Information given.
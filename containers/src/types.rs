use hex::FromHex;
use serde::{Deserialize, Deserializer, Serialize, Serializer};
use sha2::{Digest, Sha256};
use std::fmt;
use std::str::FromStr;

/// 32-byte content digest used for block and transaction identifiers.
#[derive(Clone, Copy, PartialEq, Eq, Hash, PartialOrd, Ord, Default)]
pub struct Bytes32(pub [u8; 32]);

pub type BlockId = Bytes32;
pub type TransactionId = Bytes32;

impl Bytes32 {
    pub const ZERO: Bytes32 = Bytes32([0u8; 32]);

    /// SHA-256 digest of `data`.
    pub fn digest(data: &[u8]) -> Self {
        Bytes32(Sha256::digest(data).into())
    }

    pub fn is_zero(&self) -> bool {
        self.0 == [0u8; 32]
    }

    pub fn as_bytes(&self) -> &[u8] {
        &self.0
    }
}

impl From<[u8; 32]> for Bytes32 {
    fn from(bytes: [u8; 32]) -> Self {
        Bytes32(bytes)
    }
}

impl FromStr for Bytes32 {
    type Err = hex::FromHexError;

    fn from_str(s: &str) -> Result<Self, Self::Err> {
        let bytes: [u8; 32] = <[u8; 32]>::from_hex(s.trim_start_matches("0x"))?;
        Ok(Bytes32(bytes))
    }
}

impl fmt::Display for Bytes32 {
    fn fmt(&self, f: &mut fmt::Formatter<'_>) -> fmt::Result {
        write!(f, "{}", hex::encode(self.0))
    }
}

// Short form keeps structured log fields readable.
impl fmt::Debug for Bytes32 {
    fn fmt(&self, f: &mut fmt::Formatter<'_>) -> fmt::Result {
        write!(f, "0x{}..", hex::encode(&self.0[..4]))
    }
}

impl Serialize for Bytes32 {
    fn serialize<S: Serializer>(&self, serializer: S) -> Result<S::Ok, S::Error> {
        serializer.serialize_str(&self.to_string())
    }
}

impl<'de> Deserialize<'de> for Bytes32 {
    fn deserialize<D: Deserializer<'de>>(deserializer: D) -> Result<Self, D::Error> {
        let value = String::deserialize(deserializer)?;
        value
            .parse()
            .map_err(|err| serde::de::Error::custom(format!("invalid 32-byte hex: {err}")))
    }
}
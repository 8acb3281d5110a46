use anyhow::{anyhow, bail, Result};
use async_trait::async_trait;
use containers::{Block, BlockHeader, Bytes32, Height, RawBlock, TempBlock, Transaction, TransactionId};
use libp2p_identity::PeerId;
use parking_lot::Mutex;
use serde_json::Value;
use std::collections::{HashMap, HashSet, VecDeque};
use std::sync::Arc;
use tokio::sync::Notify;

use crate::schema::ValidationErrors;
use crate::synchronizer::SynchronizerBuilder;
use crate::types::{
    AddTransactionResult, ChainDataAccess, DeleteOptions, NetworkChannel, NetworkResponse,
    ProcessOptions, Processor, TransactionPool,
};
use crate::Mechanism;

/// Every collaborator call the in-memory chain saw, in order.
#[derive(Debug, Clone, PartialEq, Eq)]
pub enum Call {
    Deserialize,
    Validate(Height),
    ProcessValidated {
        height: Height,
        remove_from_temp_table: bool,
    },
    DeleteLastBlock {
        save_temp_block: bool,
    },
    IsTempBlockEmpty,
    GetTempBlocks,
    ClearTempBlocks,
    GetLastBlock,
    GetHeadersBetween(Height, Height),
    GetHeaderByHeight(Height),
}

impl Call {
    pub fn is_mutation(&self) -> bool {
        matches!(
            self,
            Call::ProcessValidated { .. } | Call::DeleteLastBlock { .. } | Call::ClearTempBlocks
        )
    }
}

#[derive(Default)]
struct ChainInner {
    blocks: Vec<Block>,
    temp: Vec<TempBlock>,
    calls: Vec<Call>,
    fail_process_at: Option<Height>,
    reject_validation: bool,
    fail_tip_reads: bool,
    stall_next_temp_check: bool,
}

/// Canonical chain and temporary table kept in memory. Acts as both processor and
/// data access, like the node's chain module does.
#[derive(Default)]
pub struct MemoryChain {
    inner: Mutex<ChainInner>,
}

impl MemoryChain {
    pub fn new(blocks: Vec<Block>) -> Self {
        Self {
            inner: Mutex::new(ChainInner {
                blocks,
                ..Default::default()
            }),
        }
    }

    pub fn with_temp_blocks(self, temp: Vec<Block>) -> Self {
        self.inner.lock().temp = temp.into_iter().map(TempBlock::from).collect();
        self
    }

    pub fn fail_process_at(self, height: Height) -> Self {
        self.inner.lock().fail_process_at = Some(height);
        self
    }

    pub fn reject_validation(self) -> Self {
        self.inner.lock().reject_validation = true;
        self
    }

    pub fn fail_tip_reads(self) -> Self {
        self.inner.lock().fail_tip_reads = true;
        self
    }

    /// The next temp table check never completes.
    pub fn stall_next_temp_check(self) -> Self {
        self.inner.lock().stall_next_temp_check = true;
        self
    }

    pub fn calls(&self) -> Vec<Call> {
        self.inner.lock().calls.clone()
    }

    pub fn count(&self, predicate: impl Fn(&Call) -> bool) -> usize {
        self.inner.lock().calls.iter().filter(|call| predicate(call)).count()
    }

    pub fn mutations(&self) -> Vec<Call> {
        self.calls().into_iter().filter(Call::is_mutation).collect()
    }

    pub fn tip(&self) -> Block {
        self.inner.lock().blocks.last().cloned().expect("chain is never empty in tests")
    }

    pub fn heights(&self) -> Vec<u64> {
        self.inner.lock().blocks.iter().map(|b| b.height().0).collect()
    }

    pub fn temp_blocks(&self) -> Vec<TempBlock> {
        self.inner.lock().temp.clone()
    }

    fn record(&self, call: Call) {
        self.inner.lock().calls.push(call);
    }
}

#[async_trait]
impl Processor for MemoryChain {
    async fn deserialize(&self, raw: &RawBlock) -> Result<Block> {
        self.record(Call::Deserialize);
        Ok(serde_json::from_value(raw.clone())?)
    }

    async fn validate(&self, block: &Block) -> std::result::Result<(), ValidationErrors> {
        self.record(Call::Validate(block.height()));
        if self.inner.lock().reject_validation {
            return Err(ValidationErrors::single("version", "unsupported block version"));
        }
        Ok(())
    }

    async fn process_validated(&self, block: &Block, options: ProcessOptions) -> Result<()> {
        self.record(Call::ProcessValidated {
            height: block.height(),
            remove_from_temp_table: options.remove_from_temp_table,
        });

        let mut inner = self.inner.lock();
        if inner.fail_process_at == Some(block.height()) {
            bail!("state transition failed at height {}", block.height());
        }
        let tip = inner.blocks.last().ok_or_else(|| anyhow!("empty chain"))?;
        if block.previous_block_id() != tip.id() {
            bail!("block {} does not extend tip {}", block.id(), tip.id());
        }
        inner.blocks.push(block.clone());
        if options.remove_from_temp_table {
            inner.temp.retain(|entry| entry.id != block.id());
        }
        Ok(())
    }

    async fn delete_last_block(&self, options: DeleteOptions) -> Result<BlockHeader> {
        self.record(Call::DeleteLastBlock {
            save_temp_block: options.save_temp_block,
        });

        let mut inner = self.inner.lock();
        if inner.blocks.len() < 2 {
            bail!("cannot delete genesis");
        }
        let deleted = inner.blocks.pop().ok_or_else(|| anyhow!("empty chain"))?;
        if options.save_temp_block {
            inner.temp.push(TempBlock::from(deleted));
        }
        let tip = inner.blocks.last().ok_or_else(|| anyhow!("empty chain"))?;
        Ok(tip.header.clone())
    }
}

#[async_trait]
impl ChainDataAccess for MemoryChain {
    async fn is_temp_block_empty(&self) -> Result<bool> {
        self.record(Call::IsTempBlockEmpty);
        let stall = std::mem::take(&mut self.inner.lock().stall_next_temp_check);
        if stall {
            std::future::pending::<()>().await;
        }
        Ok(self.inner.lock().temp.is_empty())
    }

    async fn get_temp_blocks(&self) -> Result<Vec<TempBlock>> {
        self.record(Call::GetTempBlocks);
        Ok(self.inner.lock().temp.clone())
    }

    async fn clear_temp_blocks(&self) -> Result<()> {
        self.record(Call::ClearTempBlocks);
        self.inner.lock().temp.clear();
        Ok(())
    }

    async fn get_last_block(&self) -> Result<Block> {
        self.record(Call::GetLastBlock);
        let inner = self.inner.lock();
        if inner.fail_tip_reads {
            bail!("chain database unavailable");
        }
        inner
            .blocks
            .last()
            .cloned()
            .ok_or_else(|| anyhow!("empty chain"))
    }

    async fn get_block_headers_by_height_between(
        &self,
        low: Height,
        high: Height,
    ) -> Result<Vec<BlockHeader>> {
        self.record(Call::GetHeadersBetween(low, high));
        Ok(self
            .inner
            .lock()
            .blocks
            .iter()
            .filter(|b| b.height() >= low && b.height() <= high)
            .map(|b| b.header.clone())
            .collect())
    }

    async fn get_block_header_by_height(&self, height: Height) -> Result<Option<BlockHeader>> {
        self.record(Call::GetHeaderByHeight(height));
        Ok(self
            .inner
            .lock()
            .blocks
            .iter()
            .find(|b| b.height() == height)
            .map(|b| b.header.clone()))
    }
}

pub fn genesis() -> Block {
    Block::new(Height::GENESIS, Bytes32::ZERO, 2, 0, Height::GENESIS, vec![])
}

/// `count` blocks on top of `parent`. `branch` keeps sibling branches apart.
pub fn extend(parent: &Block, count: usize, branch: u8) -> Vec<Block> {
    let mut blocks = Vec::with_capacity(count);
    let mut previous = parent.clone();
    for _ in 0..count {
        let height = previous.height().child();
        let block = Block::new(
            height,
            previous.id(),
            2,
            height.0 * 10,
            Height::GENESIS,
            vec![branch, height.0 as u8],
        );
        blocks.push(block.clone());
        previous = block;
    }
    blocks
}

/// Genesis plus blocks up to `tip`.
pub fn canonical_chain(tip: u64) -> Vec<Block> {
    let genesis = genesis();
    let mut blocks = vec![genesis.clone()];
    blocks.extend(extend(&genesis, tip as usize, 0));
    blocks
}

pub fn raw(block: &Block) -> RawBlock {
    serde_json::to_value(block).expect("blocks serialize")
}

/// Peer responses scripted per procedure, served in order.
#[derive(Default)]
pub struct FakeNetwork {
    responses: Mutex<HashMap<String, VecDeque<Value>>>,
    requests: Mutex<Vec<(String, Option<PeerId>, Value)>>,
    responder: Option<PeerId>,
}

impl FakeNetwork {
    pub fn new() -> Self {
        Self {
            responder: Some(PeerId::random()),
            ..Default::default()
        }
    }

    pub fn respond(&self, procedure: &str, data: Value) {
        self.responses
            .lock()
            .entry(procedure.to_string())
            .or_default()
            .push_back(data);
    }

    pub fn requests(&self) -> Vec<(String, Option<PeerId>, Value)> {
        self.requests.lock().clone()
    }

    pub fn requests_for(&self, procedure: &str) -> Vec<Value> {
        self.requests
            .lock()
            .iter()
            .filter(|(name, _, _)| name == procedure)
            .map(|(_, _, params)| params.clone())
            .collect()
    }
}

#[async_trait]
impl NetworkChannel for FakeNetwork {
    async fn invoke_from_network(
        &self,
        procedure: &str,
        peer_id: Option<&PeerId>,
        params: Value,
    ) -> Result<NetworkResponse> {
        self.requests
            .lock()
            .push((procedure.to_string(), peer_id.copied(), params));

        let data = self
            .responses
            .lock()
            .get_mut(procedure)
            .and_then(VecDeque::pop_front)
            .ok_or_else(|| anyhow!("no response from peer for {procedure}"))?;

        Ok(NetworkResponse {
            peer_id: peer_id.copied().or(self.responder),
            data,
        })
    }
}

/// Pool that accepts everything except the configured ids.
#[derive(Default)]
pub struct FakePool {
    rejected_ids: HashSet<TransactionId>,
    added: Mutex<Vec<Transaction>>,
}

impl FakePool {
    pub fn rejecting(ids: impl IntoIterator<Item = TransactionId>) -> Self {
        Self {
            rejected_ids: ids.into_iter().collect(),
            added: Mutex::new(Vec::new()),
        }
    }

    pub fn added(&self) -> Vec<Transaction> {
        self.added.lock().clone()
    }
}

#[async_trait]
impl TransactionPool for FakePool {
    async fn add(&self, transaction: Transaction) -> AddTransactionResult {
        let rejected = self.rejected_ids.contains(&transaction.id);
        self.added.lock().push(transaction);
        if rejected {
            AddTransactionResult::fail(vec!["nonce already used".to_string()])
        } else {
            AddTransactionResult::ok()
        }
    }
}

type Predicate = Box<dyn Fn(&Block) -> bool + Send + Sync>;

/// Mechanism recording its calls. Optionally parks inside `run` until released.
pub struct FakeMechanism {
    name: String,
    predicate: Predicate,
    failure: Option<String>,
    gated: bool,
    pub started: Notify,
    pub release: Notify,
    validity_checks: Mutex<Vec<Height>>,
    runs: Mutex<Vec<(Block, PeerId)>>,
}

impl FakeMechanism {
    pub fn new(name: &str, valid: bool) -> Self {
        Self::matching(name, move |_| valid)
    }

    pub fn matching(name: &str, predicate: impl Fn(&Block) -> bool + Send + Sync + 'static) -> Self {
        Self {
            name: name.to_string(),
            predicate: Box::new(predicate),
            failure: None,
            gated: false,
            started: Notify::new(),
            release: Notify::new(),
            validity_checks: Mutex::new(Vec::new()),
            runs: Mutex::new(Vec::new()),
        }
    }

    pub fn failing(mut self, message: &str) -> Self {
        self.failure = Some(message.to_string());
        self
    }

    pub fn gated(mut self) -> Self {
        self.gated = true;
        self
    }

    pub fn validity_checks(&self) -> usize {
        self.validity_checks.lock().len()
    }

    pub fn runs(&self) -> Vec<(Block, PeerId)> {
        self.runs.lock().clone()
    }
}

#[async_trait]
impl Mechanism for FakeMechanism {
    fn name(&self) -> &str {
        &self.name
    }

    async fn is_valid_for(&self, block: &Block) -> Result<bool> {
        self.validity_checks.lock().push(block.height());
        Ok((self.predicate)(block))
    }

    async fn run(&self, block: &Block, peer_id: &PeerId) -> Result<()> {
        self.runs.lock().push((block.clone(), *peer_id));
        if self.gated {
            self.started.notify_one();
            self.release.notified().await;
        }
        match &self.failure {
            Some(message) => bail!("{message}"),
            None => Ok(()),
        }
    }
}

/// Collaborators shared between a synchronizer under test and the assertions.
pub struct Harness {
    pub chain: Arc<MemoryChain>,
    pub network: Arc<FakeNetwork>,
    pub pool: Arc<FakePool>,
}

impl Harness {
    pub fn new(chain: MemoryChain) -> Self {
        Self::with_pool(chain, FakePool::default())
    }

    pub fn with_pool(chain: MemoryChain, pool: FakePool) -> Self {
        Self {
            chain: Arc::new(chain),
            network: Arc::new(FakeNetwork::new()),
            pool: Arc::new(pool),
        }
    }

    pub fn builder(&self) -> SynchronizerBuilder {
        SynchronizerBuilder::new(
            self.chain.clone(),
            self.chain.clone(),
            self.network.clone(),
            self.pool.clone(),
        )
    }
}
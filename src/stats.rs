//! Registration analytics for the admin dashboard.

use std::collections::{BTreeMap, HashMap};

use axum::extract::Query;
use axum::Extension;
use chrono::NaiveDate;
use serde::{Deserialize, Serialize};

use crate::auth::AdminOnly;
use crate::models::{RegistrationSettings, Student, Subject};
use crate::policy::{compute_completion_status, CompletionStatus, CompletionThresholds};
use crate::store::StudentFilter;
use crate::{proceeds, AppState, Error, Payload};

/// Inclusive range of calendar days (UTC). Open ends are unbounded.
#[derive(Debug, Clone, Copy, Default, Deserialize)]
pub struct DateRange {
    #[serde(default)]
    pub from: Option<NaiveDate>,
    #[serde(default)]
    pub to: Option<NaiveDate>,
}

impl DateRange {
    pub fn contains(&self, day: NaiveDate) -> bool {
        self.from.map_or(true, |from| day >= from) && self.to.map_or(true, |to| day <= to)
    }
}

#[derive(Debug, Clone, PartialEq, Eq, Serialize)]
pub struct SubjectCount {
    pub subject_id: i32,
    pub name: String,
    pub count: usize,
}

#[derive(Debug, Clone, PartialEq, Eq, Serialize)]
pub struct DayCount {
    pub date: NaiveDate,
    pub count: usize,
}

#[derive(Debug, Clone, PartialEq, Eq, Serialize)]
pub struct RegistrationStats {
    pub total: usize,
    pub completed: usize,
    pub incomplete: usize,
    pub review_popularity: Vec<SubjectCount>,
    pub exam_popularity: Vec<SubjectCount>,
    pub completed_by_day: Vec<DayCount>,
}

/// Most chosen first; ties keep catalog order. Ids outside the catalog
/// are ignored.
fn popularity<'a, I>(catalog: &[Subject], picks: I) -> Vec<SubjectCount>
where
    I: Iterator<Item = &'a Vec<i32>>,
{
    let mut counts: HashMap<i32, usize> = HashMap::new();
    for ids in picks {
        for id in ids {
            *counts.entry(*id).or_default() += 1;
        }
    }

    let mut ranked: Vec<SubjectCount> = catalog
        .iter()
        .filter_map(|subject| {
            counts.get(&subject.id).map(|count| SubjectCount {
                subject_id: subject.id,
                name: subject.name.clone(),
                count: *count,
            })
        })
        .collect();
    ranked.sort_by(|a, b| b.count.cmp(&a.count));
    ranked
}

pub fn compute_stats(
    students: &[Student],
    settings: &RegistrationSettings,
    thresholds: &CompletionThresholds,
    range: DateRange,
) -> RegistrationStats {
    let completed: Vec<&Student> = students
        .iter()
        .filter(|s| {
            compute_completion_status(s, settings, thresholds) == CompletionStatus::Completed
        })
        .collect();

    let mut by_day: BTreeMap<NaiveDate, usize> = BTreeMap::new();
    for student in &completed {
        if let Some(at) = student.registration_date {
            let day = at.date_naive();
            if range.contains(day) {
                *by_day.entry(day).or_default() += 1;
            }
        }
    }

    RegistrationStats {
        total: students.len(),
        completed: completed.len(),
        incomplete: students.len() - completed.len(),
        review_popularity: popularity(
            &settings.review_subjects,
            students.iter().map(|s| &s.review_subjects),
        ),
        exam_popularity: popularity(
            &settings.exam_subjects,
            students.iter().map(|s| &s.exam_subjects),
        ),
        completed_by_day: by_day
            .into_iter()
            .map(|(date, count)| DayCount { date, count })
            .collect(),
    }
}

pub async fn registration_stats(
    AdminOnly(_): AdminOnly,
    Extension(state): Extension<AppState>,
    Query(range): Query<DateRange>,
) -> Payload<RegistrationStats> {
    if let (Some(from), Some(to)) = (range.from, range.to) {
        if from > to {
            return Err(Error::invalid_payload("`from` must not be after `to`"));
        }
    }
    let settings = state.store.load().await?;
    let students = state.store.list(&StudentFilter::students()).await?;
    proceeds(compute_stats(
        &students,
        &settings,
        &state.rules.completion,
        range,
    ))
}

#[cfg(test)]
mod tests {
    use super::*;
    use crate::models::Role;
    use chrono::{TimeZone, Utc};

    fn student(id: i32, review: &[i32], exam: &[i32], day: Option<u32>) -> Student {
        Student {
            id,
            ma_hocsinh: format!("HS{}", id),
            hoten: format!("Student {}", id),
            ngaysinh: "2006-01-01".into(),
            lop: "12A1".into(),
            role: Role::Student,
            must_change_password: false,
            review_subjects: review.to_vec(),
            exam_subjects: exam.to_vec(),
            registration_date: day.map(|d| Utc.with_ymd_and_hms(2024, 5, d, 10, 0, 0).unwrap()),
            custom_data: Default::default(),
        }
    }

    fn settings() -> RegistrationSettings {
        RegistrationSettings::initial(Utc.with_ymd_and_hms(2024, 6, 1, 0, 0, 0).unwrap())
    }

    fn day(d: u32) -> NaiveDate {
        NaiveDate::from_ymd_opt(2024, 5, d).unwrap()
    }

    #[test]
    fn counts_completed_and_incomplete() {
        let students = vec![
            student(1, &[4, 5], &[7, 8], Some(20)),
            student(2, &[1, 3], &[6, 8], Some(21)),
            student(3, &[], &[], None),
        ];
        let stats = compute_stats(
            &students,
            &settings(),
            &CompletionThresholds::default(),
            DateRange::default(),
        );
        assert_eq!(stats.total, 3);
        assert_eq!(stats.completed, 2);
        assert_eq!(stats.incomplete, 1);
        assert_eq!(
            stats.completed_by_day,
            vec![
                DayCount {
                    date: day(20),
                    count: 1
                },
                DayCount {
                    date: day(21),
                    count: 1
                },
            ]
        );
    }

    #[test]
    fn popularity_is_sorted_descending() {
        let students = vec![
            student(1, &[4, 5], &[7, 8], Some(20)),
            student(2, &[1, 5], &[7, 9], Some(21)),
            student(3, &[5, 42], &[8, 9], Some(21)),
        ];
        let stats = compute_stats(
            &students,
            &settings(),
            &CompletionThresholds::default(),
            DateRange::default(),
        );
        assert_eq!(stats.review_popularity[0].subject_id, 5);
        assert_eq!(stats.review_popularity[0].count, 3);
        assert!(stats.review_popularity.iter().all(|c| c.subject_id != 42));
        let exam: Vec<(i32, usize)> = stats
            .exam_popularity
            .iter()
            .map(|c| (c.subject_id, c.count))
            .collect();
        assert_eq!(exam, vec![(7, 2), (8, 2), (9, 2)]);
    }

    #[test]
    fn date_range_limits_daily_counts() {
        let students = vec![
            student(1, &[4, 5], &[7, 8], Some(19)),
            student(2, &[1, 5], &[7, 9], Some(20)),
            student(3, &[1, 2], &[8, 9], Some(22)),
            student(4, &[1], &[8, 9], Some(20)),
        ];
        let range = DateRange {
            from: Some(day(20)),
            to: Some(day(21)),
        };
        let stats = compute_stats(
            &students,
            &settings(),
            &CompletionThresholds::default(),
            range,
        );
        assert_eq!(
            stats.completed_by_day,
            vec![DayCount {
                date: day(20),
                count: 1
            }]
        );
        assert_eq!(stats.completed, 3);
    }
}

Work instruction. Only lines that hold the string "CompletionStatus" belong in the answer, so copy every one of them from the records.

Output for this exercise.
use crate::policy::{compute_completion_status, CompletionStatus, CompletionThresholds};
            compute_completion_status(s, settings, thresholds) == CompletionStatus::Completed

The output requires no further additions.